#361 La movilidad eléctrica es mucho más económica que la movida con gasolina y, frente a vehículos idénticos, la diferencia salta a la vista… y al bolsillo.
La tenencia de un automotor es para muchos una necesidad económica o laboral, además de significar el medio de transporte propio y de la familia.
Pero sea cual fuere la razón de tenerlo, así no se use, conlleva cuantiosos costos comunes para todos y particulares según la tecnología.
Entre los costos comunes están los impuestos de rodamiento y semaforización, además del mantenimiento.
Por ejemplo, una vez al año, el filtro de cabina, un juego de pastillas y, en algunos casos, el cambio de refrigerante de las baterías, así como del lubricante de la transmisión.
Pero en lo que se refiere al consumo de energía, hay diferencias entre la electricidad y los combustibles fósiles, aunque en este caso trataremos solamente la gasolina.
Eléctricos (EVs)
Un carro eléctrico que recorra al año unos 10 mil kilómetros consume unos 1.800 kilovatios si tiene un consumo promedio de 18 kW por kilómetro. Esto equivale a unos 150 kilovatios mensuales.
Si el costo promedio en electrolinera de alta velocidad es de 1.700 pesos por kilovatio, el gasto anual sería de un poco más de 3 millones de pesos.
Híbridos de rango extendido, conectables o no (P-REEVs y REEVs)
En el caso de los conectables (P-REEV) hay que tener en cuenta el costo de las recargas que, por tener baterías de menor tamaño, el valor sería menor, aunque la frecuencia se multiplicaría.
Por su parte, los no conectables (REEV) prescinde de recarga externa, pero debe apelar al motor de combustión con mayor frecuencia para la autorrecarga.
En ambos casos se debe tener en cuenta el mantenimiento del motor de combustión que, si bien solamente opera cuando las baterías requieren de recarga, eventualmente hay que cambiarle aceite y filtros al menos una vez al año porque el lubricante comienza a degradarse una vez se vierte del empaque.

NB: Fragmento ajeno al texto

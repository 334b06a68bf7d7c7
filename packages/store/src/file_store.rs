//! # Filesystem-backed key/value store
//!
//! [`FileStore`] persists each key as its own file so native builds (desktop
//! shells, `dx serve` without a browser, integration tests) remember the
//! session across restarts the way the browser does with `localStorage`.
//!
//! ## Layout
//!
//! ```text
//! <base_dir>/
//! ├── token        # raw bearer token
//! └── userInfo     # JSON profile object
//! ```
//!
//! [`FileStore::default_dir`] resolves to `dirs::data_dir()/gradebook`.

use std::path::{Path, PathBuf};

use crate::kv::KeyValueStore;

/// Filesystem-backed KeyValueStore for native targets.
#[derive(Clone, Debug)]
pub struct FileStore {
    base: PathBuf,
}

impl FileStore {
    pub fn new(base: PathBuf) -> Self {
        Self { base }
    }

    /// Platform data directory for the gradebook client, if one exists.
    pub fn default_dir() -> Option<PathBuf> {
        dirs::data_dir().map(|dir| dir.join("gradebook"))
    }

    pub fn base(&self) -> &Path {
        &self.base
    }

    fn key_path(&self, key: &str) -> PathBuf {
        // Keys are plain identifiers; strip separators so a key cannot escape the base.
        let name: String = key
            .chars()
            .map(|c| if c == '/' || c == '\\' { '_' } else { c })
            .collect();
        self.base.join(name)
    }
}

impl KeyValueStore for FileStore {
    fn get(&self, key: &str) -> Option<String> {
        std::fs::read_to_string(self.key_path(key)).ok()
    }

    fn set(&self, key: &str, value: &str) {
        if let Err(e) = std::fs::create_dir_all(&self.base) {
            tracing::warn!("Failed to create {}: {}", self.base.display(), e);
            return;
        }
        if let Err(e) = std::fs::write(self.key_path(key), value) {
            tracing::warn!("Failed to persist {}: {}", key, e);
        }
    }

    fn remove(&self, key: &str) {
        let _ = std::fs::remove_file(self.key_path(key));
    }
}
//! Score entry and reporting under `/grade/score`.

use crate::client::{ApiClient, ApiRequest};
use crate::error::ApiError;
use crate::models::{
    Id, RankingQuery, Score, ScoreEntry, ScoreStatistics, ScoreTemplateQuery, StatisticsQuery,
    StudentDetailQuery, StudentScoreDetail,
};
use crate::transport::Transport;

const BASE: &str = "/grade/score";

/// Roster for one exam/course, with any marks already saved.
pub async fn entry_template<T: Transport>(
    client: &ApiClient<T>,
    query: &ScoreTemplateQuery,
) -> Result<Vec<ScoreEntry>, ApiError> {
    client
        .fetch(ApiRequest::get(format!("{BASE}/template")).query(query)?)
        .await
}

/// Save a batch of marks. Returns the server's confirmation message.
pub async fn batch_create<T: Transport>(client: &ApiClient<T>, scores: &[Score]) -> Result<Option<String>, ApiError> {
    if scores.is_empty() {
        return Err(ApiError::InvalidRequest("no scores to save".into()));
    }
    let envelope = client
        .envelope::<serde_json::Value>(ApiRequest::post(format!("{BASE}/batch")).json(scores)?)
        .await?;
    Ok(envelope.message)
}

pub async fn update<T: Transport>(client: &ApiClient<T>, id: Id, score: &Score) -> Result<(), ApiError> {
    client
        .execute(ApiRequest::put(format!("{BASE}/{id}")).json(score)?)
        .await
}

pub async fn delete<T: Transport>(client: &ApiClient<T>, id: Id) -> Result<(), ApiError> {
    client.execute(ApiRequest::delete(format!("{BASE}/{id}"))).await
}

/// Recompute class and grade ranks. Parameters travel in the query string.
pub async fn calculate_rankings<T: Transport>(client: &ApiClient<T>, query: &RankingQuery) -> Result<(), ApiError> {
    client
        .execute(ApiRequest::post(format!("{BASE}/calculate-rankings")).query(query)?)
        .await
}

pub async fn statistics<T: Transport>(
    client: &ApiClient<T>,
    query: &StatisticsQuery,
) -> Result<ScoreStatistics, ApiError> {
    client
        .fetch(ApiRequest::get(format!("{BASE}/statistics")).query(query)?)
        .await
}

pub async fn student_detail<T: Transport>(
    client: &ApiClient<T>,
    query: &StudentDetailQuery,
) -> Result<StudentScoreDetail, ApiError> {
    client
        .fetch(ApiRequest::get(format!("{BASE}/student-detail")).query(query)?)
        .await
}

#[cfg(test)]
mod tests {
    use super::*;
    use crate::client::testing::{harness, ok};
    use crate::transport::Method;
    use serde_json::json;

    #[tokio::test]
    async fn test_template_query() {
        let h = harness();
        h.transport.reply(
            200,
            ok(json!([{"studentId": 1, "studentCode": "S1", "studentName": "Li", "score": 90}])),
        );

        let rows = entry_template(
            &h.client,
            &ScoreTemplateQuery {
                exam_id: 3,
                course_id: 4,
                class_id: None,
            },
        )
        .await
        .unwrap();

        assert_eq!(rows[0].score, Some(90.0));
        let sent = h.transport.last();
        assert_eq!(sent.url, "/api/grade/score/template");
        assert_eq!(sent.query.len(), 2);
        assert!(sent.query.contains(&("examId".into(), "3".into())));
        assert!(sent.query.contains(&("courseId".into(), "4".into())));
    }

    #[tokio::test]
    async fn test_batch_create_returns_message() {
        let h = harness();
        h.transport.reply(200, json!({"code": 200, "message": "Saved 2 scores", "data": null}));

        let scores = vec![Score::default(), Score::default()];
        let message = batch_create(&h.client, &scores).await.unwrap();

        assert_eq!(message.as_deref(), Some("Saved 2 scores"));
        let sent = h.transport.last();
        assert_eq!(sent.method, Method::Post);
        assert_eq!(sent.body.as_ref().and_then(|b| b.as_array()).map(Vec::len), Some(2));
    }

    #[tokio::test]
    async fn test_rankings_use_query_params() {
        let h = harness();
        h.transport.reply(200, ok(json!(null)));

        calculate_rankings(
            &h.client,
            &RankingQuery {
                exam_id: 1,
                course_id: Some(2),
                grade_id: None,
            },
        )
        .await
        .unwrap();

        let sent = h.transport.last();
        assert_eq!(sent.method, Method::Post);
        assert!(sent.body.is_none());
        assert!(sent.query.contains(&("courseId".into(), "2".into())));
    }

    #[tokio::test]
    async fn test_statistics_and_detail() {
        let h = harness();
        h.transport.reply(200, ok(json!({"totalCount": 30, "validCount": 29, "absentCount": 1, "avgScore": 81.5})));
        h.transport.reply(200, ok(json!({"studentId": 8, "scores": [{"courseId": 2, "score": 77}], "totalScore": 77})));

        let stats = statistics(
            &h.client,
            &StatisticsQuery {
                exam_id: 1,
                course_id: 2,
                ..StatisticsQuery::default()
            },
        )
        .await
        .unwrap();
        assert_eq!(stats.avg_score, Some(81.5));

        let detail = student_detail(
            &h.client,
            &StudentDetailQuery {
                student_id: 8,
                exam_id: None,
            },
        )
        .await
        .unwrap();
        assert_eq!(detail.scores.len(), 1);
        assert_eq!(h.transport.last().url, "/api/grade/score/student-detail");
    }
}
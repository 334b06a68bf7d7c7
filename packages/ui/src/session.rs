//! Session context and hooks for the UI.
//!
//! [`SessionProvider`] builds the single [`ApiClient`] for the app, wires its
//! notices and redirects into signals, and mirrors the [`Session`] into a
//! `Signal<SessionState>` so views re-render on login and logout.

use std::rc::Rc;

use api::{ApiClient, ClientHooks, Notice, ReqwestTransport, Session, SessionState};
use dioxus::prelude::*;
use store::config::ApiConfig;
use store::{ClientConfig, KeyValueStore};

use crate::notices::Notices;

pub type Client = ApiClient<ReqwestTransport>;

/// Path the client asked the router to go to. The router layout consumes it.
#[derive(Clone, Copy)]
pub struct PendingRedirect(pub Signal<Option<String>>);

/// [`ClientHooks`] that feed the toast stack and the pending redirect.
#[derive(Clone, Copy)]
pub struct UiHooks {
    notices: Signal<Notices>,
    redirect: Signal<Option<String>>,
}

impl ClientHooks for UiHooks {
    fn notify(&self, notice: Notice) {
        tracing::debug!("notice {:?}: {}", notice.level, notice.message);
        let mut notices = self.notices;
        notices.write().push(notice);
    }

    fn redirect(&self, path: &str) {
        let mut redirect = self.redirect;
        redirect.set(Some(path.to_string()));
    }
}

pub fn use_client() -> Client {
    use_context::<Client>()
}

/// Current session. Updates when the user logs in, logs out or is forced out
/// by a 401.
pub fn use_session() -> Signal<SessionState> {
    use_context::<Signal<SessionState>>()
}

pub fn use_pending_redirect() -> PendingRedirect {
    use_context::<PendingRedirect>()
}

pub fn use_app_config() -> ClientConfig {
    use_context::<ClientConfig>()
}

/// Provider component for the client and session. Wrap the router with it.
#[component]
pub fn SessionProvider(config: ClientConfig, children: Element) -> Element {
    let notices = use_context_provider(|| Signal::new(Notices::default()));
    let pending = use_context_provider(|| PendingRedirect(Signal::new(None)));
    use_context_provider(|| config.clone());

    let client: Client = use_context_provider(|| {
        let hooks = UiHooks {
            notices,
            redirect: pending.0,
        };
        let session = Session::restore(platform_storage());
        ApiClient::new(
            ReqwestTransport::new(),
            &resolve_api(&config.api),
            session,
            Rc::new(hooks),
        )
    });

    let session_state = use_context_provider(|| Signal::new(client.session().snapshot()));
    use_hook(|| {
        client.session().subscribe(move |state| {
            let mut session_state = session_state;
            session_state.set(state.clone());
        });
    });

    // Validate a persisted token once on startup
    let boot_client = client.clone();
    use_future(move || {
        let client = boot_client.clone();
        async move {
            if client.check_login_status().await {
                tracing::info!("session restored for {}", client.session().snapshot().display_name());
            }
        }
    });

    rsx! {
        {children}
    }
}

fn platform_storage() -> Rc<dyn KeyValueStore> {
    #[cfg(all(target_arch = "wasm32", feature = "web"))]
    let storage: Option<Rc<dyn KeyValueStore>> = Some(Rc::new(store::LocalStore::new()));
    #[cfg(all(target_arch = "wasm32", not(feature = "web")))]
    let storage: Option<Rc<dyn KeyValueStore>> = None;
    #[cfg(not(target_arch = "wasm32"))]
    let storage: Option<Rc<dyn KeyValueStore>> = store::FileStore::default_dir()
        .map(|dir| Rc::new(store::FileStore::new(dir)) as Rc<dyn KeyValueStore>);

    storage.unwrap_or_else(|| {
        tracing::warn!("no persistent storage, session will not survive a reload");
        Rc::new(store::MemoryStore::new())
    })
}

/// `reqwest` needs absolute URLs, so a path-only base is joined to the page
/// origin in the browser.
fn resolve_api(api: &ApiConfig) -> ApiConfig {
    #[cfg(target_arch = "wasm32")]
    {
        if let Some(origin) = web_sys::window().and_then(|w| w.location().origin().ok()) {
            return ApiConfig {
                base_url: join_origin(&origin, &api.base_url),
                ..api.clone()
            };
        }
    }
    api.clone()
}

#[cfg_attr(not(target_arch = "wasm32"), allow(dead_code))]
fn join_origin(origin: &str, base_url: &str) -> String {
    if base_url.starts_with('/') {
        format!("{}{}", origin.trim_end_matches('/'), base_url)
    } else {
        base_url.to_string()
    }
}

#[cfg(test)]
mod tests {
    use super::*;

    #[test]
    fn test_join_origin() {
        assert_eq!(join_origin("http://localhost:8080", "/api"), "http://localhost:8080/api");
        assert_eq!(join_origin("http://localhost:8080/", "/api"), "http://localhost:8080/api");
        assert_eq!(
            join_origin("http://localhost:8080", "https://school.example/api"),
            "https://school.example/api"
        );
    }

    #[test]
    fn test_resolve_keeps_timeout() {
        let api = ApiConfig {
            base_url: "https://school.example/api".into(),
            timeout_ms: 5_000,
        };
        assert_eq!(resolve_api(&api), api);
    }
}
//! # User profile bag
//!
//! The server returns the logged-in user as a plain JSON object (`username`,
//! `realName`, `email`, `roles`, audit columns, ...). The client only reads a
//! few of those keys and must round-trip the rest untouched when it writes
//! the profile back to storage, so [`UserProfile`] keeps the object as-is and
//! exposes typed accessors for the fields the UI needs.
//!
//! Partial updates are spread-merged: [`UserProfile::merge`] overlays the new
//! keys and leaves every other key in place.

use serde::{Deserialize, Serialize};
use serde_json::{Map, Value};

/// Loosely typed user profile, serialized transparently as a JSON object.
#[derive(Clone, Debug, Default, PartialEq, Serialize, Deserialize)]
#[serde(transparent)]
pub struct UserProfile(Map<String, Value>);

impl UserProfile {
    pub fn new() -> Self {
        Self::default()
    }

    /// Builder helper used by tests and forms.
    pub fn with(mut self, key: &str, value: impl Into<Value>) -> Self {
        self.0.insert(key.to_string(), value.into());
        self
    }

    pub fn get(&self, key: &str) -> Option<&Value> {
        self.0.get(key)
    }

    fn get_str(&self, key: &str) -> Option<&str> {
        self.0.get(key).and_then(Value::as_str).filter(|s| !s.is_empty())
    }

    pub fn id(&self) -> Option<i64> {
        self.0.get("id").and_then(Value::as_i64)
    }

    pub fn username(&self) -> Option<&str> {
        self.get_str("username")
    }

    pub fn real_name(&self) -> Option<&str> {
        self.get_str("realName")
    }

    /// Real name, falling back to the username.
    pub fn display_name(&self) -> &str {
        self.real_name().or_else(|| self.username()).unwrap_or_default()
    }

    /// Overlay every key of `partial` onto this profile.
    pub fn merge(&mut self, partial: UserProfile) {
        for (key, value) in partial.0 {
            self.0.insert(key, value);
        }
    }

    pub fn is_empty(&self) -> bool {
        self.0.is_empty()
    }

    pub fn to_json(&self) -> String {
        Value::Object(self.0.clone()).to_string()
    }

    /// Parse a stored profile. Anything that is not a JSON object yields `None`.
    pub fn from_json(s: &str) -> Option<Self> {
        match serde_json::from_str::<Value>(s).ok()? {
            Value::Object(map) => Some(Self(map)),
            _ => None,
        }
    }
}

Híbridos conectables (PHEVs)
En esta categoría, además del costo de mantenimiento de dos motores y el eventual de la batería de impulsión, se debe tener en cuenta el costo del cargador de pared (que siempre debería tenerse a mano) y el de la energía eléctrica.
Híbridos completos (HEVs)
Estos vehículos, al no tener la necesidad de conectarse para cargar las baterías, sus costos se refieren a los dos motores.
Híbridos ligeros (MHEVs)
Cuentan con un solo motor (de combustión) y no requieren de recarga externa.
De combustión
Los vehículos de gasolina (ICEg) pagarían poco más de 3,6 millones de pesos en energía (química de los combustibles) frente a los casi 3 millones de pesos que estaría pagando una persona por el mismo recorrido en un carro eléctrico de tamaño equivalente.
En conclusión, la diferencia del costo de energía entre un EV y uno de combustible puede ser de unos 570 mil pesos por año.
A este valor hay que añadirle impuestos y mantenimiento.